Just at this moment it seemed that about the roost unhealthful thing he could do would be to be seen in the air. Wherefore did this innocent and guileless old bird affect not to see the stoats, but made out that he was feeding his way along, quite and absolutely intent upon that yellow devil of a weed whose other name is charlock. He did not even hurry, and each deliberate step was taken with almost a proud daintiness. The only thing was, he never lifted his head; he was almost too obviously unwary—for him. And he gave the impression that every step would be his last out into the field; that he was always going to turn back next instant or the next, as he had done before when the stoats were not there.

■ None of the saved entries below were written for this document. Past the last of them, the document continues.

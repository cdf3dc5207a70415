//! The abstract error taxonomy from spec §7.
//!
//! Individual crates are free to define their own richer error enums
//! (`agora-ledger::LedgerError`, `agora-sandbox::SandboxError`, ...) but
//! every one of them maps onto exactly one of these variants so the loop
//! engine and supervisor can reason about failures uniformly without
//! depending on every leaf crate's error type.
use thiserror::Error;

#[derive(Debug, Error, Clone, PartialEq, Eq)]
pub enum AgoraError {
    #[error("validation error: {0}")]
    Validation(String),

    #[error("permission denied: {0}")]
    PermissionDenied(String),

    #[error("insufficient scrip: {0}")]
    InsufficientScrip(String),

    #[error("insufficient resource: {0}")]
    InsufficientResource(String),

    #[error("timeout: {0}")]
    Timeout(String),

    #[error("budget exhausted: {0}")]
    BudgetExhausted(String),

    #[error("runtime failure: {0}")]
    RuntimeFailure(String),
}

impl AgoraError {
    /// Whether the supervisor should treat a loop crashing with this error
    /// as a "smart death" signal regardless of the agent's scrip balance.
    pub fn is_economic(&self) -> bool {
        matches!(self, AgoraError::InsufficientScrip(_))
    }
}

On and on he kept till he had crossed the field, going faster and faster, till he ended at the far hedge with a run. And there, so far as he was concerned, was an end of the stoats. He put them aside. He forgot all about them.

They, however, had not forgotten about him.

It was half-an-hour later, and he was patiently gleaning such food as the rooks and the sparrows and the larks had left behind them, when something, he could not tell what, caused him to straighten up, with that beautiful, proud bearing that seems part of the pheasant's heritage from the gorgeous East.

And he was only just in time.

The stoat that had come up behind him, unseen, turned on its heels as it charged, changing its mind at the last moment, as if it saw he saw, and was gone again before you could click a finger, diving superbly back into long grass.

They were following him, then, those little hounds of death; tracking him; running him down. And why? He did not know, perhaps, yet—maybe he did. Blood is a dangerous thing to have on you in the wild—a flaming signal of distress for eye and nose to detect—and they are not often rescuers who hurry to the scene. He had blood on his back, that cock-pheasant, and just every now and then a single bright drop fell by the way. The .22-bore bullet had only grazed him. 'Twas nothing—but it bled more than you would expect. And that explained it. The tracking stoats thought he was wounded.

But even then the old cock-pheasant would not rise.

The firing in the covert had risen suddenly to a fierce crescendo, breaking out afresh from another quarter. Here, however, was silence—the absolute, deadly silence in which all the weasel tribe hunt. But they were there, though he could not see them. He knew that, invisible even in the sunlight—they were closing in, tracking him fast, those stoats.